Nufarm reported first-half FY18 earnings before interest and tax (EBIT) of $75.0m, in line with guidance of $70–80m but down 12% on the same period last year due to weakness in Latin America and scheduled Laverton plant maintenance. Underlying net profit of $10.7m was above our $9.5m forecast, despite currency hedging costs and tax coming in above our estimates as net interest was lower than expected. An unfranked interim dividend of 5cps was announced, in line with our forecast.
Across the divisions, Australia and New Zealand, Europe and corporate EBIT were below our expectations as margins were lower than we forecast, while seed technologies and North America were better than expected, and Latin America was not as bad as feared.
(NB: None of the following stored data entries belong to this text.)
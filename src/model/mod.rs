// SPDX-FileCopyrightText: 2026 Bruno Meilick
// SPDX-License-Identifier: LicenseRef-StudioTimetable-FreeUse-NoCopy-NoDerivatives
//
// All rights reserved.
//
// This file is part of Studio Timetable and is proprietary software.
// Unauthorized copying, modification, or distribution is prohibited.

//! Core data model.
//!
//! Batches carry schedule entries as entered in the studio dashboard; sessions are the resolved,
//! layout-ready view of one entry.

pub mod batch;
#[cfg(test)]
pub(crate) mod fixtures;
pub mod ids;
pub mod session;
pub mod time_range;
pub mod weekday;

pub use batch::{Batch, BatchIssue, BatchValidationError, Mode, ScheduleEntry};
pub use ids::{BatchId, Id, IdError};
pub use session::Session;
pub use time_range::{TimeRange, MINUTES_PER_DAY};
pub use weekday::{ParseWeekdayError, Weekday, WeekdaySet};
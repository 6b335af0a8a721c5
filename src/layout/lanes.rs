// SPDX-FileCopyrightText: 2026 Bruno Meilick
// SPDX-License-Identifier: LicenseRef-StudioTimetable-FreeUse-NoCopy-NoDerivatives
//
// All rights reserved.
//
// This file is part of Studio Timetable and is proprietary software.
// Unauthorized copying, modification, or distribution is prohibited.

use smallvec::SmallVec;

use crate::model::time_range::TimeRange;

/// Lane end times for one day. A studio rarely runs more than a few classes at once.
type LaneEnds = SmallVec<[u32; 8]>;

/// Where one input range landed.
#[derive(Debug, Clone, Copy, PartialEq, Eq)]
pub struct LaneAssignment {
    /// Position of the range in the slice passed to [`assign_lanes`].
    pub input_index: usize,
    pub lane_index: usize,
}

/// Result of packing one day's ranges into lanes.
#[derive(Debug, Clone, PartialEq, Eq, Default)]
pub struct LanePacking {
    assignments: Vec<LaneAssignment>,
    lane_count: usize,
}

impl LanePacking {
    /// Assignments in placement order: ascending start time, ties in input order.
    pub fn assignments(&self) -> &[LaneAssignment] {
        &self.assignments
    }

    pub fn lane_count(&self) -> usize {
        self.lane_count
    }

    /// Lane of the range at `input_index`, if it was part of the input.
    pub fn lane_of(&self, input_index: usize) -> Option<usize> {
        self.assignments
            .iter()
            .find(|assignment| assignment.input_index == input_index)
            .map(|assignment| assignment.lane_index)
    }
}

/// Greedy earliest-fit lane assignment for one day.
///
/// Ranges are visited by ascending start (stable, so equal starts keep input order). Each takes
/// the lowest-numbered lane whose last occupant has ended at or before its start; otherwise a new
/// lane is opened. Ranges are half-open, so a class ending at 7:00 and one starting at 7:00 share
/// a lane.
///
/// Visiting in start order makes the lane count equal to the day's peak number of concurrent
/// ranges, and two ranges in the same lane never overlap.
pub fn assign_lanes(ranges: &[TimeRange]) -> LanePacking {
    let mut order = (0..ranges.len()).collect::<Vec<_>>();
    order.sort_by_key(|&idx| ranges[idx].start_minutes());

    let mut lane_ends = LaneEnds::new();
    let mut assignments = Vec::with_capacity(ranges.len());

    for input_index in order {
        let range = ranges[input_index];
        let lane_index = match lane_ends.iter().position(|&end| end <= range.start_minutes()) {
            Some(lane) => {
                lane_ends[lane] = range.end_minutes();
                lane
            }
            None => {
                lane_ends.push(range.end_minutes());
                lane_ends.len() - 1
            }
        };
        assignments.push(LaneAssignment { input_index, lane_index });
    }

    LanePacking { assignments, lane_count: lane_ends.len() }
}
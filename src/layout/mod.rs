// SPDX-FileCopyrightText: 2026 Bruno Meilick
// SPDX-License-Identifier: LicenseRef-StudioTimetable-FreeUse-NoCopy-NoDerivatives
//
// All rights reserved.
//
// This file is part of Studio Timetable and is proprietary software.
// Unauthorized copying, modification, or distribution is prohibited.

//! Timetable layout.
//!
//! This module packs each day's sessions into lanes and maps them onto a proportional timeline.
//! Everything here is pure: the same batches always produce the same layout.

pub mod geometry;
pub mod lanes;
pub mod timetable;

pub use geometry::{
    to_geometry, BarGeometry, GeometryOptions, HourTick, VisibleWindow, WindowError,
    BASE_Z_INDEX, DEFAULT_STACK_OFFSET,
};
pub use lanes::{assign_lanes, LaneAssignment, LanePacking};
pub use timetable::{
    collect_sessions, layout_day, layout_sessions, layout_week, DayLayout, SessionPlacement,
    WeekLayout,
};
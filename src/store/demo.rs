// SPDX-FileCopyrightText: 2026 Bruno Meilick
// SPDX-License-Identifier: LicenseRef-StudioTimetable-FreeUse-NoCopy-NoDerivatives
//
// All rights reserved.
//
// This file is part of Studio Timetable and is proprietary software.
// Unauthorized copying, modification, or distribution is prohibited.

use super::InMemoryBatchSource;
use crate::model::{Batch, BatchId, IdError, Mode, ScheduleEntry, Weekday};

use crate::model::Weekday::{Friday, Monday, Saturday, Sunday, Thursday, Tuesday, Wednesday};

const WEEKDAYS: [Weekday; 5] = [Monday, Tuesday, Wednesday, Thursday, Friday];

/// A representative studio week for `--demo` and quick manual checks.
///
/// Includes overlapping morning classes, a batch with two schedule slots, and a late class
/// that runs past midnight.
pub fn demo_batches() -> Result<Vec<Batch>, IdError> {
    Ok(vec![
        batch("demo-sunrise", "Sunrise Hatha")?.with_entry(ScheduleEntry::new(
            "6:00 AM - 7:00 AM",
            Mode::Offline,
            WEEKDAYS.into(),
        )),
        batch("demo-vinyasa", "Vinyasa Flow")?
            .with_entry(ScheduleEntry::new(
                "6:30 AM - 7:30 AM",
                Mode::Online,
                [Monday, Wednesday, Friday].into(),
            ))
            .with_entry(ScheduleEntry::new("9:00 AM - 10:30 AM", Mode::Offline, [Saturday].into())),
        batch("demo-power", "Power Yoga")?.with_entry(ScheduleEntry::new(
            "7:00 AM - 8:00 AM",
            Mode::Offline,
            [Monday, Wednesday].into(),
        )),
        batch("demo-prenatal", "Prenatal")?.with_entry(ScheduleEntry::new(
            "10:00 AM - 11:00 AM",
            Mode::Offline,
            [Tuesday, Thursday].into(),
        )),
        batch("demo-lunch", "Lunchtime Stretch")?.with_entry(ScheduleEntry::new(
            "12:30 PM - 1:15 PM",
            Mode::Online,
            WEEKDAYS.into(),
        )),
        batch("demo-yin", "Yin & Restore")?.with_entry(ScheduleEntry::new(
            "6:00 PM - 7:15 PM",
            Mode::Offline,
            [Tuesday, Thursday, Sunday].into(),
        )),
        batch("demo-pranayama", "Pranayama")?.with_entry(ScheduleEntry::new(
            "6:30 PM - 7:00 PM",
            Mode::Online,
            [Tuesday, Sunday].into(),
        )),
        batch("demo-moon", "Moonlight Nidra")?.with_entry(ScheduleEntry::new(
            "9:30 PM - 10:30 PM",
            Mode::Online,
            [Friday, Saturday].into(),
        )),
        batch("demo-midnight", "Midnight Meditation")?.with_entry(ScheduleEntry::new(
            "11:30 PM - 12:15 AM",
            Mode::Online,
            [Saturday].into(),
        )),
    ])
}

/// [`demo_batches`] behind the same seam as real data.
pub fn demo_source() -> Result<InMemoryBatchSource, IdError> {
    demo_batches().map(InMemoryBatchSource::new)
}

fn batch(id: &str, name: &str) -> Result<Batch, IdError> {
    Ok(Batch::new(BatchId::new(id)?, name))
}
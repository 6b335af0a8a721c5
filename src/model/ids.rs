// SPDX-FileCopyrightText: 2026 Bruno Meilick
// SPDX-License-Identifier: LicenseRef-StudioTimetable-FreeUse-NoCopy-NoDerivatives
//
// All rights reserved.
//
// This file is part of Studio Timetable and is proprietary software.
// Unauthorized copying, modification, or distribution is prohibited.

use std::borrow::Borrow;
use std::fmt;
use std::marker::PhantomData;
use std::str::FromStr;

use serde::{Deserialize, Deserializer, Serialize, Serializer};
use thiserror::Error;

/// An opaque identifier handed out by the backing data service.
///
/// The service uses UUIDs today, but nothing here depends on that; the only
/// requirement is a non-empty token without whitespace so ids survive being
/// echoed into rendered output and JSON unchanged.
#[derive(Debug, Clone, PartialEq, Eq, Hash, PartialOrd, Ord)]
pub struct Id<T> {
    value: String,
    _marker: PhantomData<fn() -> T>,
}

impl<T> Id<T> {
    pub fn new(value: impl Into<String>) -> Result<Self, IdError> {
        let value = value.into();
        validate_id(&value)?;
        Ok(Self { value, _marker: PhantomData })
    }

    pub fn as_str(&self) -> &str {
        &self.value
    }

    pub fn into_string(self) -> String {
        self.value
    }
}

impl<T> fmt::Display for Id<T> {
    fn fmt(&self, f: &mut fmt::Formatter<'_>) -> fmt::Result {
        f.write_str(&self.value)
    }
}

impl<T> AsRef<str> for Id<T> {
    fn as_ref(&self) -> &str {
        self.as_str()
    }
}

impl<T> Borrow<str> for Id<T> {
    fn borrow(&self) -> &str {
        self.as_str()
    }
}

impl<T> FromStr for Id<T> {
    type Err = IdError;

    fn from_str(s: &str) -> Result<Self, Self::Err> {
        Self::new(s.to_owned())
    }
}

impl<T> TryFrom<String> for Id<T> {
    type Error = IdError;

    fn try_from(value: String) -> Result<Self, Self::Error> {
        Self::new(value)
    }
}

impl<T> Serialize for Id<T> {
    fn serialize<S: Serializer>(&self, serializer: S) -> Result<S::Ok, S::Error> {
        serializer.serialize_str(&self.value)
    }
}

impl<'de, T> Deserialize<'de> for Id<T> {
    fn deserialize<D: Deserializer<'de>>(deserializer: D) -> Result<Self, D::Error> {
        let value = String::deserialize(deserializer)?;
        Self::new(value).map_err(serde::de::Error::custom)
    }
}

#[derive(Debug, Clone, PartialEq, Eq, Error)]
pub enum IdError {
    #[error("id must not be empty")]
    Empty,
    #[error("id must not contain whitespace")]
    ContainsWhitespace,
}

fn validate_id(value: &str) -> Result<(), IdError> {
    if value.is_empty() {
        return Err(IdError::Empty);
    }
    if value.chars().any(char::is_whitespace) {
        return Err(IdError::ContainsWhitespace);
    }
    Ok(())
}

#[derive(Debug, Clone, Copy, PartialEq, Eq, Hash, PartialOrd, Ord)]
pub enum BatchIdTag {}
pub type BatchId = Id<BatchIdTag>;
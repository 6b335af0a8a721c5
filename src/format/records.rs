// SPDX-FileCopyrightText: 2026 Bruno Meilick
// SPDX-License-Identifier: LicenseRef-StudioTimetable-FreeUse-NoCopy-NoDerivatives
//
// All rights reserved.
//
// This file is part of Studio Timetable and is proprietary software.
// Unauthorized copying, modification, or distribution is prohibited.

//! JSON batch records as returned by the studio's data service.
//!
//! Two record shapes are accepted:
//! - current: `{ id, name, schedule: [{ timing, mode, days }] }`
//! - legacy single-slot rows: `{ id, name, timing, weekly_days, mode? }`
//!
//! Export always writes the current shape.

use serde::{Deserialize, Serialize};
use thiserror::Error;
use tracing::debug;

use crate::model::{Batch, BatchId, IdError, Mode, ScheduleEntry, Weekday, WeekdaySet};

/// Row ids are UUID strings in the hosted tables but plain integers in older exports.
#[derive(Debug, Clone, PartialEq, Eq, Serialize, Deserialize)]
#[serde(untagged)]
pub enum RecordId {
    Text(String),
    Number(i64),
}

impl RecordId {
    fn into_string(self) -> String {
        match self {
            Self::Text(text) => text,
            Self::Number(n) => n.to_string(),
        }
    }
}

#[derive(Debug, Clone, PartialEq, Eq, Serialize, Deserialize)]
pub struct ScheduleRecord {
    pub timing: String,
    #[serde(default)]
    pub mode: Mode,
    #[serde(default)]
    pub days: Vec<String>,
}

#[derive(Debug, Clone, PartialEq, Eq, Serialize, Deserialize)]
pub struct BatchRecord {
    pub id: RecordId,
    pub name: String,
    #[serde(default, skip_serializing_if = "Vec::is_empty")]
    pub schedule: Vec<ScheduleRecord>,
    #[serde(default, skip_serializing_if = "Option::is_none")]
    pub timing: Option<String>,
    #[serde(default, skip_serializing_if = "Vec::is_empty")]
    pub weekly_days: Vec<String>,
    #[serde(default, skip_serializing_if = "Option::is_none")]
    pub mode: Option<Mode>,
}

#[derive(Debug, Error)]
pub enum RecordsError {
    #[error("invalid batch JSON: {0}")]
    Json(#[from] serde_json::Error),
    #[error("batch record {index} has an invalid id: {source}")]
    InvalidId {
        index: usize,
        #[source]
        source: IdError,
    },
}

/// Parses a JSON array of batch records into the model.
///
/// Unknown weekday names are dropped (the entry keeps its other days) and logged at debug level;
/// timings are kept verbatim and only resolved at layout time.
pub fn parse_batch_records(json: &str) -> Result<Vec<Batch>, RecordsError> {
    let records: Vec<BatchRecord> = serde_json::from_str(json)?;
    records
        .into_iter()
        .enumerate()
        .map(|(index, record)| {
            batch_from_record(record).map_err(|source| RecordsError::InvalidId { index, source })
        })
        .collect()
}

/// Serializes batches back into the current record shape.
pub fn export_batch_records(batches: &[Batch]) -> Result<String, RecordsError> {
    let records = batches.iter().map(record_from_batch).collect::<Vec<_>>();
    Ok(serde_json::to_string_pretty(&records)?)
}

pub fn batch_from_record(record: BatchRecord) -> Result<Batch, IdError> {
    let batch_id = BatchId::new(record.id.into_string())?;
    let mut batch = Batch::new(batch_id, record.name);

    for entry in record.schedule {
        let days = weekday_set(batch.batch_id(), &entry.days);
        batch.schedule_mut().push(ScheduleEntry::new(entry.timing, entry.mode, days));
    }

    if batch.schedule().is_empty() {
        if let Some(timing) = record.timing {
            let days = weekday_set(batch.batch_id(), &record.weekly_days);
            let mode = record.mode.unwrap_or_default();
            batch.schedule_mut().push(ScheduleEntry::new(timing, mode, days));
        }
    }

    Ok(batch)
}

pub fn record_from_batch(batch: &Batch) -> BatchRecord {
    BatchRecord {
        id: RecordId::Text(batch.batch_id().as_str().to_owned()),
        name: batch.name().to_owned(),
        schedule: batch
            .schedule()
            .iter()
            .map(|entry| ScheduleRecord {
                timing: entry.timing().to_owned(),
                mode: entry.mode(),
                days: entry.days().iter().map(|day| day.name().to_owned()).collect(),
            })
            .collect(),
        timing: None,
        weekly_days: Vec::new(),
        mode: None,
    }
}

fn weekday_set(batch_id: &BatchId, names: &[String]) -> WeekdaySet {
    let mut days = WeekdaySet::new();
    for name in names {
        match name.parse::<Weekday>() {
            Ok(day) => {
                days.insert(day);
            }
            Err(err) => debug!(batch = %batch_id, %err, "ignoring unknown weekday"),
        }
    }
    days
}
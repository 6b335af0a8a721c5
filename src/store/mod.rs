// SPDX-FileCopyrightText: 2026 Bruno Meilick
// SPDX-License-Identifier: LicenseRef-StudioTimetable-FreeUse-NoCopy-NoDerivatives
//
// All rights reserved.
//
// This file is part of Studio Timetable and is proprietary software.
// Unauthorized copying, modification, or distribution is prohibited.

//! Read-only access to batch records.
//!
//! The layout engine never talks to the data service directly. Callers hand it a
//! [`BatchSource`], which yields batches ordered by name so repeated layouts see the same input
//! order.

use std::io;
use std::path::PathBuf;

use thiserror::Error;

use crate::format::RecordsError;
use crate::model::Batch;

pub mod demo;
pub mod json_file;

pub use demo::{demo_batches, demo_source};
pub use json_file::JsonFileBatchSource;

/// Anything that can list the studio's batches.
pub trait BatchSource {
    /// All batches, ordered by name (ascending).
    fn batches(&self) -> Result<Vec<Batch>, SourceError>;
}

#[derive(Debug, Error)]
pub enum SourceError {
    #[error("failed to read {}: {source}", .path.display())]
    Io {
        path: PathBuf,
        #[source]
        source: io::Error,
    },
    #[error("invalid batch records in {}: {source}", .path.display())]
    Records {
        path: PathBuf,
        #[source]
        source: RecordsError,
    },
}

/// Batches held in memory.
#[derive(Debug, Clone, Default)]
pub struct InMemoryBatchSource {
    batches: Vec<Batch>,
}

impl InMemoryBatchSource {
    pub fn new(batches: Vec<Batch>) -> Self {
        Self { batches }
    }

    pub fn len(&self) -> usize {
        self.batches.len()
    }

    pub fn is_empty(&self) -> bool {
        self.batches.is_empty()
    }
}

impl FromIterator<Batch> for InMemoryBatchSource {
    fn from_iter<I: IntoIterator<Item = Batch>>(iter: I) -> Self {
        Self::new(iter.into_iter().collect())
    }
}

impl BatchSource for InMemoryBatchSource {
    fn batches(&self) -> Result<Vec<Batch>, SourceError> {
        let mut batches = self.batches.clone();
        sort_by_name(&mut batches);
        Ok(batches)
    }
}

/// Stable, so batches sharing a name keep their stored order.
pub(crate) fn sort_by_name(batches: &mut [Batch]) {
    batches.sort_by(|a, b| a.name().cmp(b.name()));
}

#[cfg(test)]
mod tests {
    use super::{BatchSource, InMemoryBatchSource};
    use crate::model::fixtures;
    use crate::model::{Mode, Weekday};

    #[test]
    fn in_memory_source_orders_by_name() {
        let source = fixtures::studio_week().into_iter().rev().collect::<InMemoryBatchSource>();
        let names = source
            .batches()
            .expect("batches")
            .iter()
            .map(|b| b.name().to_owned())
            .collect::<Vec<_>>();
        assert_eq!(names, ["Moonlight Yin", "Pranayama", "Sunrise Hatha", "Vinyasa Flow"]);
    }

    #[test]
    fn equal_names_keep_their_stored_order() {
        let monday = [Weekday::Monday].into();
        let source = InMemoryBatchSource::new(vec![
            fixtures::batch("b2", "Yin", "6:00 AM - 7:00 AM", Mode::Offline, monday),
            fixtures::batch("b1", "Yin", "8:00 AM - 9:00 AM", Mode::Offline, monday),
        ]);
        let ids = source
            .batches()
            .expect("batches")
            .iter()
            .map(|b| b.batch_id().to_string())
            .collect::<Vec<_>>();
        assert_eq!(ids, ["b2", "b1"]);
    }

    #[test]
    fn empty_source_is_valid() {
        let source = InMemoryBatchSource::default();
        assert!(source.is_empty());
        assert!(source.batches().expect("batches").is_empty());
    }
}
// SPDX-FileCopyrightText: 2026 Bruno Meilick
// SPDX-License-Identifier: LicenseRef-StudioTimetable-FreeUse-NoCopy-NoDerivatives
//
// All rights reserved.
//
// This file is part of Studio Timetable and is proprietary software.
// Unauthorized copying, modification, or distribution is prohibited.

use std::str::FromStr;
use std::time::Duration;

use criterion::Criterion;
use pprof::criterion::{Output, PProfProfiler};

/// Reads `name` from the environment, falling back to `default` when unset or unparseable.
fn env_or<T: FromStr>(name: &str, default: T) -> T {
    std::env::var(name).ok().and_then(|raw| raw.trim().parse().ok()).unwrap_or(default)
}

/// Criterion with a flamegraph profiler attached.
///
/// Layout passes are short, so the defaults favour more samples over longer measurement.
/// `TIMETABLE_PROFILE_FREQ`, `TIMETABLE_BENCH_SAMPLES`, `TIMETABLE_BENCH_WARMUP_SECS` and
/// `TIMETABLE_BENCH_MEASURE_SECS` override them.
pub fn criterion() -> Criterion {
    let frequency = env_or("TIMETABLE_PROFILE_FREQ", 100_i32).clamp(1, 1000);
    let samples = env_or("TIMETABLE_BENCH_SAMPLES", 100_usize).clamp(10, 500);
    let warmup = env_or("TIMETABLE_BENCH_WARMUP_SECS", 2_u64).clamp(1, 60);
    let measure = env_or("TIMETABLE_BENCH_MEASURE_SECS", 4_u64).clamp(1, 120);

    Criterion::default()
        .sample_size(samples)
        .warm_up_time(Duration::from_secs(warmup))
        .measurement_time(Duration::from_secs(measure))
        .with_profiler(PProfProfiler::new(frequency, Output::Flamegraph(None)))
}
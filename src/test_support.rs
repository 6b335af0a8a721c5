// SPDX-FileCopyrightText: 2026 Bruno Meilick
// SPDX-License-Identifier: LicenseRef-StudioTimetable-FreeUse-NoCopy-NoDerivatives
//
// All rights reserved.
//
// This file is part of Studio Timetable and is proprietary software.
// Unauthorized copying, modification, or distribution is prohibited.

use std::env;
use std::path::{Path, PathBuf};
use std::sync::atomic::{AtomicUsize, Ordering};
use std::time::{SystemTime, UNIX_EPOCH};

static TEMP_DIR_COUNTER: AtomicUsize = AtomicUsize::new(0);

/// Scratch directory removed on drop.
pub(crate) struct TempDir {
    path: PathBuf,
}

impl TempDir {
    pub(crate) fn new(prefix: &str) -> Self {
        let nanos = SystemTime::now().duration_since(UNIX_EPOCH).unwrap_or_default().as_nanos();
        let counter = TEMP_DIR_COUNTER.fetch_add(1, Ordering::Relaxed);
        let mut path = env::temp_dir();
        path.push(format!("studio-timetable-{prefix}-{}-{nanos}-{counter}", std::process::id()));
        std::fs::create_dir_all(&path).expect("create temp dir");
        Self { path }
    }

    pub(crate) fn path(&self) -> &Path {
        &self.path
    }

    pub(crate) fn write(&self, name: &str, contents: &str) -> PathBuf {
        let path = self.path.join(name);
        std::fs::write(&path, contents).expect("write temp file");
        path
    }
}

impl Drop for TempDir {
    fn drop(&mut self) {
        let _ = std::fs::remove_dir_all(&self.path);
    }
}
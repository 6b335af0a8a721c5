// SPDX-FileCopyrightText: 2026 Bruno Meilick
// SPDX-License-Identifier: LicenseRef-StudioTimetable-FreeUse-NoCopy-NoDerivatives
//
// All rights reserved.
//
// This file is part of Studio Timetable and is proprietary software.
// Unauthorized copying, modification, or distribution is prohibited.

#![allow(dead_code)]

// Deterministic studio weeks for benchmarks (no RNG).

use studio_timetable::layout::WeekLayout;
use studio_timetable::model::{
    Batch, BatchId, Mode, ScheduleEntry, TimeRange, Weekday, WeekdaySet,
};

#[derive(Debug, Clone, Copy, PartialEq, Eq)]
pub struct Params {
    pub batches: usize,
    pub entries_per_batch: usize,
    /// Every n-th entry carries an unparseable timing; 0 disables.
    pub broken_every: usize,
}

impl Params {
    pub const fn new(batches: usize, entries_per_batch: usize, broken_every: usize) -> Self {
        Self { batches, entries_per_batch, broken_every }
    }
}

#[derive(Debug, Clone, Copy, PartialEq, Eq)]
pub enum Case {
    Small,
    Medium,
    LargeCrowded,
}

impl Case {
    pub const ALL: [Case; 3] = [Case::Small, Case::Medium, Case::LargeCrowded];

    pub const fn id(self) -> &'static str {
        match self {
            Self::Small => "small",
            Self::Medium => "medium",
            Self::LargeCrowded => "large_crowded",
        }
    }

    pub const fn params(self) -> Params {
        match self {
            Self::Small => Params::new(12, 1, 0),
            Self::Medium => Params::new(60, 2, 17),
            Self::LargeCrowded => Params::new(400, 3, 11),
        }
    }
}

/// Starts spread over 5:00..23:45 with 30..120 minute classes; the latest run past midnight.
pub fn timing(index: usize) -> String {
    let start = 20 + (index * 7) % 76;
    let length = 2 + (index * 5) % 7;
    // Quarter-hour slots; the last start is 23:45.
    TimeRange::new(start as u32 * 15, length as u32 * 15).expect("quarter-hour slot").to_string()
}

fn days(index: usize) -> WeekdaySet {
    // Two to four days per entry, rotating through the week.
    let count = 2 + index % 3;
    (0..count).map(|offset| Weekday::ALL[(index + offset * 2) % 7]).collect()
}

pub fn week(params: Params) -> Vec<Batch> {
    (0..params.batches)
        .map(|b| {
            let id = BatchId::new(format!("bench-{b:04}")).expect("batch id");
            let mut batch = Batch::new(id, format!("Class {b:04}"));
            for e in 0..params.entries_per_batch {
                let index = b * params.entries_per_batch + e;
                let broken = params.broken_every != 0 && index % params.broken_every == 0;
                let text = if broken { "TBD".to_owned() } else { timing(index) };
                let mode = if index % 3 == 0 { Mode::Online } else { Mode::Offline };
                batch = batch.with_entry(ScheduleEntry::new(text, mode, days(index)));
            }
            batch
        })
        .collect()
}

pub fn fixture(case: Case) -> Vec<Batch> {
    week(case.params())
}

pub fn timings(count: usize) -> Vec<String> {
    (0..count).map(timing).collect()
}

pub fn checksum_week(week: &WeekLayout) -> u64 {
    let mut acc = 0u64;
    for day in &week.days {
        acc = acc.wrapping_mul(131).wrapping_add(day.lane_count as u64);
        for placement in &day.placements {
            acc = acc
                .wrapping_mul(131)
                .wrapping_add(u64::from(placement.start_minutes))
                .wrapping_add(placement.lane_index as u64)
                .wrapping_add(placement.geometry.z_index as u64);
        }
    }
    acc
}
We made the following observations:
- Nufarm has enjoyed strong sales momentum in core geographies despite little to no market growth in recent periods, while its performance improvement program (PIP) has supported margins. Management noted that with low soft commodity prices and high stocks, farmers tend to go through lower-cost options, which has benefited Nufarm and other off-patent companies.
- Recent acquisitions of the Century and FMC portfolios, which were completed in first-quarter CY18, have improved margins and are expected to deliver a significant EBIT contribution from first-half FY19. Nufarm remains open to further value-accretive acquisition opportunities, which would support top- and bottom-line growth in a slow growth market, and help diversify product lines and geographies.
- Omega-3 Australian regulatory approval has been received and an EBIT contribution is expected from FY20–21. Seed technologies will be a key growth driver as Omega-3 canola is commercialised. This should also provide margin uplift as PIP benefits cease, although seasonal and regulatory risks remain.
- Improving the average net working capital to sales ratio remains a focus for second-half FY18 after increasing slightly from 37.1% in to 37.8% in the first half. Management is targeting about 37% for FY18.
We have lifted our EPS estimates by 5.2% in FY18 and 9.6% in FY19, leading us to raise our target price to $10.50 from $9.00. We have upgraded our recommendation to Buy from Hold noting valuation support and strong growth potential.